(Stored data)
☆ ☆ ☆

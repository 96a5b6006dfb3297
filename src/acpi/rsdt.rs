// SPDX-License-Identifier: JOSSL-1.0
// Copyright (C) 2025 The Jotunheim Project
//! RSDT/XSDT walk and per-signature dispatch.

use core::mem::size_of;

use crate::acpi::madt;
use crate::acpi::tables::{
    self, Fadt, Hpet, SIG_FADT, SIG_HPET, SIG_MADT, SIG_RSDT, SIG_XSDT, SdtHeader, checksum_ok,
};
use crate::config::TABLE_MAP_GUESS;
use crate::error::{Error, Result, SigDisplay};
use crate::platform::{MapFlags, PhysMapper, PhysWindow};
use crate::routing::{HpetInfo, RootTable, RoutingModel, SdtWidth};

const HDR_LEN: usize = size_of::<SdtHeader>();

/// A mapped SDT trimmed to its declared length.
pub struct MappedTable<'p, P: PhysMapper + ?Sized> {
    window: PhysWindow<'p, P>,
    len: usize,
    pub hdr: SdtHeader,
}

impl<P: PhysMapper + ?Sized> MappedTable<'_, P> {
    pub fn bytes(&self) -> &[u8] {
        &self.window.bytes()[..self.len]
    }
}

/// Map an SDT with a size guess, then re-map if the header says it is bigger.
pub fn map_table<P: PhysMapper + ?Sized>(
    p: &P,
    phys: u64,
    guess: usize,
) -> Result<MappedTable<'_, P>> {
    let guess = guess.max(HDR_LEN);
    let mut window = PhysWindow::new(p, phys, guess, MapFlags::TABLE)?;
    let hdr: SdtHeader =
        tables::read(window.bytes(), 0).ok_or(Error::Truncated { what: "SDT header" })?;
    let len = hdr.len as usize;
    if len < HDR_LEN {
        return Err(Error::Truncated { what: "SDT" });
    }
    if len > window.len() {
        drop(window);
        window = PhysWindow::new(p, phys, len, MapFlags::TABLE)?;
    }
    Ok(MappedTable { window, len, hdr })
}

/// Walk the root table and every table it points at.
pub fn walk<P: PhysMapper + ?Sized>(p: &P, root: RootTable, model: &mut RoutingModel) -> Result<()> {
    let guess = if root.len == 0 { HDR_LEN } else { root.len as usize };
    let table = map_table(p, root.addr, guess)?;
    let sig = table.hdr.sig;
    if !checksum_ok(table.bytes()) {
        return Err(Error::BadChecksum { sig });
    }
    let want = match root.width {
        SdtWidth::Rsdt32 => SIG_RSDT,
        SdtWidth::Xsdt64 => SIG_XSDT,
    };
    if &sig != want {
        log::warn!(target: "acpi", "root table signature {}, expected {}", SigDisplay(&sig), SigDisplay(want));
    }
    model.root = Some(RootTable { len: table.len as u32, ..root });

    let bytes = table.bytes();
    let stride = root.width.stride();
    let mut off = HDR_LEN;
    while off + stride <= bytes.len() {
        let entry = &bytes[off..off + stride];
        let addr = match root.width {
            SdtWidth::Rsdt32 => u32::from_le_bytes([entry[0], entry[1], entry[2], entry[3]]) as u64,
            SdtWidth::Xsdt64 => {
                let mut raw = [0u8; 8];
                raw.copy_from_slice(entry);
                u64::from_le_bytes(raw)
            }
        };
        off += stride;
        if addr == 0 {
            continue;
        }
        if let Err(e) = process_table(p, addr, model) {
            log::error!(target: "acpi", "table at {:#x}: {}", addr, e);
        }
    }
    Ok(())
}

fn process_table<P: PhysMapper + ?Sized>(p: &P, phys: u64, model: &mut RoutingModel) -> Result<()> {
    let table = map_table(p, phys, TABLE_MAP_GUESS)?;
    let sig = table.hdr.sig;
    let bytes = table.bytes();
    log::trace!(target: "acpi", "{} at {:#x}, {} bytes", SigDisplay(&sig), phys, bytes.len());

    let known = [SIG_FADT, SIG_MADT, SIG_HPET];
    if !known.contains(&&sig) {
        log::debug!(target: "acpi", "ignoring table {}", SigDisplay(&sig));
        return Ok(());
    }
    if !checksum_ok(bytes) {
        return Err(Error::BadChecksum { sig });
    }

    if &sig == SIG_FADT {
        if model.fadt.is_some() {
            log::warn!(target: "acpi", "duplicate FADT ignored");
            return Ok(());
        }
        // ACPI 1.0 FADTs stop after the flags word; the rest reads as zero
        let fadt: Fadt = tables::read_prefix(bytes);
        log::debug!(
            target: "acpi",
            "FADT rev {}: pm_timer port {:#x}, flags {:#x}",
            { fadt.hdr.rev },
            { fadt.pm_timer_block },
            { fadt.flags }
        );
        model.fadt = Some(fadt);
    } else if &sig == SIG_MADT {
        madt::process(bytes, model)?;
    } else {
        let hpet: Hpet = tables::read(bytes, 0).ok_or(Error::Truncated { what: "HPET" })?;
        let info = HpetInfo {
            block_id: hpet.blk_id,
            base: hpet.addr,
            number: hpet.number,
            min_tick: hpet.min_tick_count,
        };
        let base = info.base.addr;
        log::debug!(target: "acpi", "HPET #{} at {:#x}", info.number, base);
        model.hpet_list.push(info);
    }
    Ok(())
}
// SPDX-License-Identifier: JOSSL-1.0
// Copyright (C) 2025 The Jotunheim Project
use core::fmt::Write;
use spin::Mutex;
use uart_16550::SerialPort;

pub const COM1_PORT: u16 = 0x3F8;

static COM1: Mutex<Option<SerialPort>> = Mutex::new(None);

/// # Safety
/// COM1 must exist at the standard port; nothing else may drive it.
pub unsafe fn init_com1() {
    let mut port = unsafe { SerialPort::new(COM1_PORT) };
    port.init();
    *COM1.lock() = Some(port);
}

pub fn is_ready() -> bool {
    COM1.lock().is_some()
}

fn write_bytes(s: &str) {
    if let Some(ref mut port) = *COM1.lock() {
        for &b in s.as_bytes() {
            if b == b'\n' {
                let _ = port.send(b'\r');
            }
            let _ = port.send(b);
        }
    }
}

pub struct Serial;
impl Write for Serial {
    fn write_str(&mut self, s: &str) -> core::fmt::Result {
        write_bytes(s);
        Ok(())
    }
}

#[macro_export]
macro_rules! kprint {
    ($($arg:tt)*) => {{
        use core::fmt::Write;
        let _ = write!(&mut $crate::arch::x86_64::serial::Serial, $($arg)*);
    }};
}

#[macro_export]
macro_rules! kprintln {
    () => { $crate::kprint!("\n") };
    ($fmt:literal $(, $($arg:tt)+)?) => {{
        $crate::kprint!(concat!($fmt, "\n") $(, $($arg)+)?);
    }};
}
// SPDX-License-Identifier: JOSSL-1.0
// Copyright (C) 2025 The Jotunheim Project
//! MADT record walk: processors, IOAPICs, interrupt source overrides.

use core::mem::size_of;

use crate::acpi::tables::{
    self, MADT_CPU_ENABLED, MADT_IOAPIC, MADT_IRQ_OVERRIDE, MADT_LAPIC, MADT_LAPIC_ADDR_OVERRIDE,
    MADT_LAPIC_NMI, MADT_NMI_SOURCE, MADT_X2APIC, MadtHeader, MadtIoApic, MadtIrqOverride,
    MadtLapic, MadtLapicAddrOverride, MadtLapicNmi, MadtRecordHeader, MadtX2Apic,
};
use crate::error::{Error, Result};
use crate::routing::{IoApicDesc, IrqFlags, RoutingModel};

/// Fold a checksum-validated MADT into the routing model.
pub fn process(bytes: &[u8], model: &mut RoutingModel) -> Result<()> {
    let mh: MadtHeader = tables::read(bytes, 0).ok_or(Error::Truncated { what: "MADT" })?;
    model.lapic_phys = mh.lapic_address as u64;
    model.madt_flags = mh.flags;
    log::debug!(
        target: "acpi",
        "MADT: LAPIC at {:#x}, flags {:#x}",
        { mh.lapic_address },
        { mh.flags }
    );

    // ISA 0-15 are identity until an override says otherwise
    model.seed_isa_identity();

    let mut p = size_of::<MadtHeader>();
    while p + size_of::<MadtRecordHeader>() <= bytes.len() {
        let Some(hdr) = tables::read::<MadtRecordHeader>(bytes, p) else {
            break;
        };
        let len = hdr.len as usize;
        if len < size_of::<MadtRecordHeader>() || p + len > bytes.len() {
            log::warn!(target: "acpi", "MADT record type {} at +{} has bad length {}", hdr.typ, p, len);
            break;
        }
        let rec = &bytes[p..p + len];

        match hdr.typ {
            MADT_LAPIC => {
                if let Some(r) = tables::read::<MadtLapic>(rec, 0) {
                    if r.flags & MADT_CPU_ENABLED != 0 {
                        log::trace!(target: "acpi", "CPU {} APIC ID {}", r.cpu_id, r.apic_id);
                        model.apic_id_list.push(r.apic_id as u32);
                    } else {
                        log::trace!(target: "acpi", "CPU {} APIC ID {} disabled, skipped", r.cpu_id, r.apic_id);
                    }
                }
            }
            MADT_IOAPIC => {
                if let Some(r) = tables::read::<MadtIoApic>(rec, 0) {
                    let desc = IoApicDesc { id: r.apic_id, addr: r.addr, irq_base: r.irq_base };
                    log::trace!(
                        target: "acpi",
                        "IOAPIC ID {} at {:#x}, GSI base {}",
                        desc.id,
                        desc.addr,
                        desc.irq_base
                    );
                    model.ioapics.push(desc);
                }
            }
            MADT_IRQ_OVERRIDE => {
                if let Some(r) = tables::read::<MadtIrqOverride>(rec, 0) {
                    let flags = IrqFlags(r.flags);
                    log::trace!(
                        target: "acpi",
                        "IRQ override bus {} IRQ {} -> GSI {} ({:?}, {:?})",
                        r.bus,
                        r.irq_src,
                        { r.gsi },
                        flags.polarity(),
                        flags.trigger()
                    );
                    model.apply_isa_override(r.bus, r.irq_src, r.gsi, flags);
                }
            }
            MADT_LAPIC_ADDR_OVERRIDE => {
                if let Some(r) = tables::read::<MadtLapicAddrOverride>(rec, 0) {
                    model.lapic_phys = r.addr;
                    log::debug!(target: "acpi", "LAPIC address override {:#x}", { r.addr });
                }
            }
            MADT_X2APIC => {
                if let Some(r) = tables::read::<MadtX2Apic>(rec, 0) {
                    if r.flags & MADT_CPU_ENABLED != 0 {
                        log::trace!(target: "acpi", "x2APIC ID {}", { r.x2apic_id });
                        model.apic_id_list.push(r.x2apic_id);
                    } else {
                        log::trace!(target: "acpi", "x2APIC ID {} disabled, skipped", { r.x2apic_id });
                    }
                }
            }
            MADT_LAPIC_NMI => {
                if let Some(r) = tables::read::<MadtLapicNmi>(rec, 0) {
                    log::trace!(target: "acpi", "LAPIC NMI cpu {} LINT{}", r.cpu_id, r.lint);
                }
            }
            MADT_NMI_SOURCE => log::trace!(target: "acpi", "NMI source record skipped"),
            other => log::trace!(target: "acpi", "MADT record type {} ignored", other),
        }

        p += len;
    }
    Ok(())
}
// SPDX-License-Identifier: JOSSL-1.0
// Copyright (C) 2025 The Jotunheim Project
//! Bring-up tunables and fixed platform constants.

use log::LevelFilter;

use crate::bootinfo::BootInfo;

// ───────────────────── firmware scan regions ─────────────────────

/// BIOS data area word holding the EBDA segment.
pub const BDA_EBDA_SEG: u64 = 0x40E;
pub const EBDA_SCAN_LEN: usize = 0x400;
/// Top KiB of conventional memory, where old BIOSes park the MP pointer.
pub const BASE_MEM_TOP: u64 = 0x9FC00;
pub const BASE_MEM_TOP_LEN: usize = 0x400;
/// BIOS ROM shadow searched for the RSDP.
pub const BIOS_ROM_ACPI: u64 = 0xE0000;
pub const BIOS_ROM_ACPI_LEN: usize = 0x20000;
/// BIOS ROM searched for the MP floating pointer.
pub const BIOS_ROM_MP: u64 = 0xF0000;
pub const BIOS_ROM_MP_LEN: usize = 0x10000;
/// Root pointers sit on 16-byte boundaries.
pub const SCAN_STEP: usize = 16;

/// Speculative mapping size for an SDT before its length is known.
pub const TABLE_MAP_GUESS: usize = 64 << 10;
/// Speculative mapping size for an MP configuration table.
pub const MP_TABLE_MAP_GUESS: usize = 64 << 10;

// ───────────────────────── clocks ─────────────────────────

/// ACPI PM timer input clock.
pub const PM_TIMER_HZ: u64 = 3_579_545;
/// Raw PM ticks in roughly one millisecond.
pub const CALIBRATION_PM_TICKS: u32 = 3579;
/// Fallback calibration window when no PM timer exists.
pub const CALIBRATION_FALLBACK_NS: u64 = 1_000_000;
/// SIPI stagger budget, split across all CPUs (one 60Hz frame).
pub const SIPI_STAGGER_BUDGET_NS: u64 = 16_666_666;

/// Knobs for one bring-up run.
#[derive(Debug, Clone, Copy)]
pub struct SmpConfig {
    pub enable_acpi: bool,
    /// Legacy MP tables; compiled in, off unless asked for.
    pub enable_mps: bool,
    /// RSDP handed over by the UEFI loader, tried before the BIOS scan.
    pub rsdp_hint: Option<u64>,
    pub timer_hz: u32,
    /// Physical address of the real-mode AP trampoline page.
    pub trampoline_phys: u32,
    pub init_settle_ms: u64,
    /// Per-AP wait for the started-counter to move.
    pub ap_start_timeout_ns: u64,
    pub ap_poll_interval_ns: u64,
    pub log_level: LevelFilter,
}

impl Default for SmpConfig {
    fn default() -> Self {
        Self {
            enable_acpi: true,
            enable_mps: false,
            rsdp_hint: None,
            timer_hz: 60,
            trampoline_phys: 0x8000,
            init_settle_ms: 10,
            ap_start_timeout_ns: 100_000_000,
            ap_poll_interval_ns: 10_000,
            log_level: LevelFilter::Info,
        }
    }
}

impl SmpConfig {
    pub fn from_bootinfo(boot: &BootInfo) -> Self {
        let mut cfg = Self::default();
        if boot.rsdp_addr != 0 {
            cfg.rsdp_hint = Some(boot.rsdp_addr);
        }
        if boot.ap_trampoline_phys != 0 {
            cfg.trampoline_phys = boot.ap_trampoline_phys;
        }
        if boot.flags.contains(crate::bootinfo::BootFlags::LEGACY_MPS) {
            cfg.enable_mps = true;
        }
        if boot.flags.contains(crate::bootinfo::BootFlags::VERBOSE) {
            cfg.log_level = LevelFilter::Trace;
        }
        cfg
    }

    /// SIPI vector: the trampoline's 4 KiB page number below 1 MiB.
    pub fn trampoline_page(&self) -> u8 {
        ((self.trampoline_phys >> 12) & 0xFF) as u8
    }
}
// SPDX-License-Identifier: JOSSL-1.0
// Copyright (C) 2025 The Jotunheim Project
//! Kernel-image IDT. Every vector funnels into one general handler, which
//! hands device vectors to the registered IRQ controller.

use core::sync::atomic::{AtomicU64, Ordering};

use spin::{Mutex, Once};
use x86_64::set_general_handler;
use x86_64::structures::idt::{InterruptDescriptorTable, InterruptStackFrame};

use crate::irq::{INTR_APIC_SPURIOUS, INTR_APIC_TIMER, INTR_DYNAMIC_BASE, INTR_EXCEPTION_COUNT, IrqController};
use crate::platform::{IntrHandler, IsrContext};

static IDT: Once<InterruptDescriptorTable> = Once::new();
static HANDLERS: Mutex<[Option<IntrHandler>; 256]> = Mutex::new([None; 256]);
static CONTROLLER: Once<&'static dyn IrqController> = Once::new();
static EOI: Once<fn()> = Once::new();
static TICKS: AtomicU64 = AtomicU64::new(0);

/// Build the table once, load it on the calling CPU.
pub fn load() {
    IDT.call_once(|| {
        let mut idt = InterruptDescriptorTable::new();
        set_general_handler!(&mut idt, general);
        idt
    })
    .load();
}

pub fn set_eoi(eoi: fn()) {
    EOI.call_once(|| eoi);
}

pub fn set_controller(controller: &'static dyn IrqController) {
    if CONTROLLER.is_completed() {
        log::warn!(target: "idt", "IRQ controller already registered");
        return;
    }
    CONTROLLER.call_once(|| controller);
}

pub fn hook(intr: u8, handler: IntrHandler) {
    let mut table = HANDLERS.lock();
    if table[intr as usize].is_some() {
        log::warn!(target: "idt", "vector {:#x} rehooked", intr);
    }
    table[intr as usize] = Some(handler);
}

pub fn unhook(intr: u8, handler: IntrHandler) {
    let mut table = HANDLERS.lock();
    if table[intr as usize].is_some_and(|h| core::ptr::fn_addr_eq(h, handler)) {
        table[intr as usize] = None;
    }
}

/// Run the handler hooked on `intr`, if any.
pub fn invoke(intr: u8, ctx: *mut IsrContext) -> *mut IsrContext {
    let handler = HANDLERS.lock()[intr as usize];
    match handler {
        Some(h) => h(intr, ctx),
        None => ctx,
    }
}

pub fn ticks() -> u64 {
    TICKS.load(Ordering::Relaxed)
}

fn eoi() {
    if let Some(eoi) = EOI.get() {
        eoi();
    }
}

fn general(frame: InterruptStackFrame, index: u8, error: Option<u64>) {
    match index {
        i if i < INTR_EXCEPTION_COUNT => {
            log::error!(
                target: "idt",
                "exception {} (error {:?}) at {:#x}",
                i,
                error,
                frame.instruction_pointer.as_u64()
            );
            loop {
                x86_64::instructions::hlt();
            }
        }
        INTR_APIC_SPURIOUS => {}
        INTR_APIC_TIMER => {
            TICKS.fetch_add(1, Ordering::Relaxed);
            eoi();
        }
        // masked 8259 lines can still raise spurious IRQ 7/15
        i if i < INTR_DYNAMIC_BASE => {}
        i => match CONTROLLER.get() {
            Some(controller) => {
                controller.dispatch(i, core::ptr::null_mut());
            }
            None => {
                invoke(i, core::ptr::null_mut());
                eoi();
            }
        },
    }
}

☆ ☆ ☆

EXERCISE BRIEF
All lines from the start of the entries through the line where "it is bigger." sits should be duplicated exactly, with nothing else in the output.

EXERCISE ANSWER
repository 96a5b6006dfb3297
filename src/acpi/rsdt.rs
// SPDX-License-Identifier: JOSSL-1.0
// Copyright (C) 2025 The Jotunheim Project
//! RSDT/XSDT walk and per-signature dispatch.

use core::mem::size_of;

use crate::acpi::madt;
use crate::acpi::tables::{
    self, Fadt, Hpet, SIG_FADT, SIG_HPET, SIG_MADT, SIG_RSDT, SIG_XSDT, SdtHeader, checksum_ok,
};
use crate::config::TABLE_MAP_GUESS;
use crate::error::{Error, Result, SigDisplay};
use crate::platform::{MapFlags, PhysMapper, PhysWindow};
use crate::routing::{HpetInfo, RootTable, RoutingModel, SdtWidth};

const HDR_LEN: usize = size_of::<SdtHeader>();

/// A mapped SDT trimmed to its declared length.
pub struct MappedTable<'p, P: PhysMapper + ?Sized> {
    window: PhysWindow<'p, P>,
    len: usize,
    pub hdr: SdtHeader,
}

impl<P: PhysMapper + ?Sized> MappedTable<'_, P> {
    pub fn bytes(&self) -> &[u8] {
        &self.window.bytes()[..self.len]
    }
}

/// Map an SDT with a size guess, then re-map if the header says it is bigger.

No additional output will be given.